The two groups of participants with PTSD had similar intensity of core PTSD symptom clusters with the exception of negative mood/cognition, which figured more prominently in those with medical illness–induced PTSD.
“This is very much in line with my clinical experience, that what’s really predominant in these folks are the maladaptive cognitions, their fear about their future health trajectory,” she said. “I tend to use cognitive processing therapy in these patients. It really taps into those maladaptive cognitions, and I’ve found that my patients are very receptive to this. Cognitive processing therapy might be more advantageous in this situation than prolonged exposure therapy .”
Dr. El-Gabalawy said she is a fan of the Enduring Somatic Threat model of medical illness–induced PTSD developed by Donald Edmondson, PhD, of Columbia University in New York (Soc Personal Psychol Compass. 2014 Mar 5;8:118-34).
“It aligns with the literature and my own clinical experience,” she explained.
Dr. Edmondson’s model draws conceptual distinctions between medical illness–induced PTSD and other causes of PTSD. In medical illness–related PTSD, the trauma has a somatic source, the trauma tends to be chronic, and intrusive thoughts tend to be future oriented and highly cognitive in nature.

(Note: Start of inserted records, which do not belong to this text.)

// CLI parsing and config validation tests

use clap::Parser;
use sysmon::cli::Cli;
use sysmon::config::MonitorConfig;

#[test]
fn test_cli_defaults_match_documented_flags() {
    let cli = Cli::parse_from(["sysmon"]);
    assert_eq!(cli.interval, 1);
    assert_eq!(cli.cpu_thr, 90.0);
    assert_eq!(cli.mem_thr, 70.0);
    assert_eq!(cli.disk_thr, None);
    assert_eq!(cli.notify_interval, 10);
    assert_eq!(cli.ping_host, "8.8.8.8");
    assert!(!cli.console);
    assert!(!cli.json);
    assert!(!cli.no_toast);
}

#[test]
fn test_cli_flags_override_defaults() {
    let cli = Cli::parse_from([
        "sysmon",
        "--interval",
        "5",
        "--cpu-thr",
        "80",
        "--mem-thr",
        "60",
        "--disk-thr",
        "95",
        "--notify-interval",
        "30",
        "--ping-host",
        "1.1.1.1",
        "--console",
        "--json",
        "--no-toast",
    ]);
    assert_eq!(cli.interval, 5);
    assert_eq!(cli.cpu_thr, 80.0);
    assert_eq!(cli.disk_thr, Some(95.0));
    assert_eq!(cli.notify_interval, 30);
    assert_eq!(cli.ping_host, "1.1.1.1");
    assert!(cli.console && cli.json && cli.no_toast);
}

#[test]
fn test_config_from_cli_carries_all_fields() {
    let cli = Cli::parse_from(["sysmon", "--interval", "2", "--cpu-thr", "85"]);
    let config = MonitorConfig::from_cli(&cli).expect("from_cli");
    assert_eq!(config.sample_interval_sec, 2);
    assert_eq!(config.cpu_threshold_pct, 85.0);
    assert_eq!(config.mem_threshold_pct, 70.0);
    assert_eq!(config.notify_interval_sec, 10);
    assert_eq!(config.ping_host, "8.8.8.8");
    assert_eq!(config.failure_budget, MonitorConfig::DEFAULT_FAILURE_BUDGET);
}

#[test]
fn test_config_rejects_zero_interval() {
    let cli = Cli::parse_from(["sysmon", "--interval", "0"]);
    let err = MonitorConfig::from_cli(&cli).unwrap_err();
    assert!(err.to_string().contains("--interval"));
}

#[test]
fn test_config_rejects_cpu_threshold_above_100() {
    let cli = Cli::parse_from(["sysmon", "--cpu-thr", "150"]);
    let err = MonitorConfig::from_cli(&cli).unwrap_err();
    assert!(err.to_string().contains("--cpu-thr"));
}

#[test]
fn test_config_rejects_negative_mem_threshold() {
    let cli = Cli::parse_from(["sysmon", "--mem-thr=-1"]);
    let err = MonitorConfig::from_cli(&cli).unwrap_err();
    assert!(err.to_string().contains("--mem-thr"));
}

#[test]
fn test_config_rejects_invalid_disk_threshold() {
    let cli = Cli::parse_from(["sysmon", "--disk-thr", "101"]);
    let err = MonitorConfig::from_cli(&cli).unwrap_err();
    assert!(err.to_string().contains("--disk-thr"));
}

#[test]
fn test_config_rejects_zero_notify_interval() {
    let cli = Cli::parse_from(["sysmon", "--notify-interval", "0"]);
    let err = MonitorConfig::from_cli(&cli).unwrap_err();
    assert!(err.to_string().contains("--notify-interval"));
}

#[test]
fn test_config_rejects_empty_ping_host() {
    let cli = Cli::parse_from(["sysmon", "--ping-host", ""]);
    let err = MonitorConfig::from_cli(&cli).unwrap_err();
    assert!(err.to_string().contains("--ping-host"));
}
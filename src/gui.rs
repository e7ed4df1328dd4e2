// Graphical front-end (feature "gui"): a small always-current readout over the
// latest-wins tick channel. Rendering never blocks the sampling loop; a slow frame
// simply observes the newest tick.

use crate::models::{Metric, TickUpdate};
use tokio::sync::watch;

/// Opens the monitor window and blocks until it is closed.
pub fn run(rx: watch::Receiver<Option<TickUpdate>>) -> eframe::Result<()> {
    let native_options = eframe::NativeOptions {
        viewport: egui::ViewportBuilder::default()
            .with_inner_size([380.0, 240.0])
            .with_min_inner_size([300.0, 180.0]),
        ..Default::default()
    };
    eframe::run_native(
        "sysmon",
        native_options,
        Box::new(move |_cc| Ok(Box::new(MonitorWindow { rx }))),
    )
}

struct MonitorWindow {
    rx: watch::Receiver<Option<TickUpdate>>,
}

impl eframe::App for MonitorWindow {
    fn update(&mut self, ctx: &egui::Context, _frame: &mut eframe::Frame) {
        let update = self.rx.borrow().clone();
        egui::CentralPanel::default().show(ctx, |ui| {
            ui.heading("System Monitor");
            ui.separator();
            match update {
                Some(u) => draw_readout(ui, &u),
                None => {
                    ui.label("Waiting for first sample...");
                }
            }
        });
        // Repaint on our own cadence; the watch channel always holds the newest tick.
        ctx.request_repaint_after(std::time::Duration::from_millis(500));
    }
}

fn draw_readout(ui: &mut egui::Ui, update: &TickUpdate) {
    egui::Grid::new("readout").num_columns(2).show(ui, |ui| {
        metric_row(ui, update, Metric::Cpu, "CPU", update.sample.cpu_percent);
        metric_row(ui, update, Metric::Memory, "Memory", update.sample.mem_percent);
        metric_row(ui, update, Metric::Disk, "Disk", update.sample.disk_percent);

        ui.label("Upload:");
        ui.label(format!("{:.2} KB/s", update.rates.upload_bps / 1024.0));
        ui.end_row();

        ui.label("Download:");
        ui.label(format!("{:.2} KB/s", update.rates.download_bps / 1024.0));
        ui.end_row();

        ui.label("Ping:");
        match update.sample.ping_ms {
            Some(ms) => ui.label(format!("{ms:.0} ms")),
            None => ui.colored_label(egui::Color32::GRAY, "unreachable"),
        };
        ui.end_row();
    });
}

fn metric_row(ui: &mut egui::Ui, update: &TickUpdate, metric: Metric, label: &str, value: f64) {
    ui.label(format!("{label}:"));
    let text = format!("{value:.1}%");
    if update.exceeded.contains(&metric) {
        ui.colored_label(egui::Color32::RED, text);
    } else {
        ui.label(text);
    }
    ui.end_row();
}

“It’s not uncommon that I’ll hear my patients with medical illness–induced PTSD say, ‘I’m really scared my disease is going to get worse.’ And behavioral avoidance is really difficult. Whereas, in the traditional conceptualization of PTSD, the intrusions are often past oriented and elicited by external triggers. Behavioral avoidance of those triggers is possible, but, in illness-related PTSD, arousal is keyed to internal triggers, often somatic in nature, such as heart palpitations,” according to the psychologist.
Her study was supported by the Canadian National Institutes of Health Research and the University of Manitoba. She reported having no financial conflicts.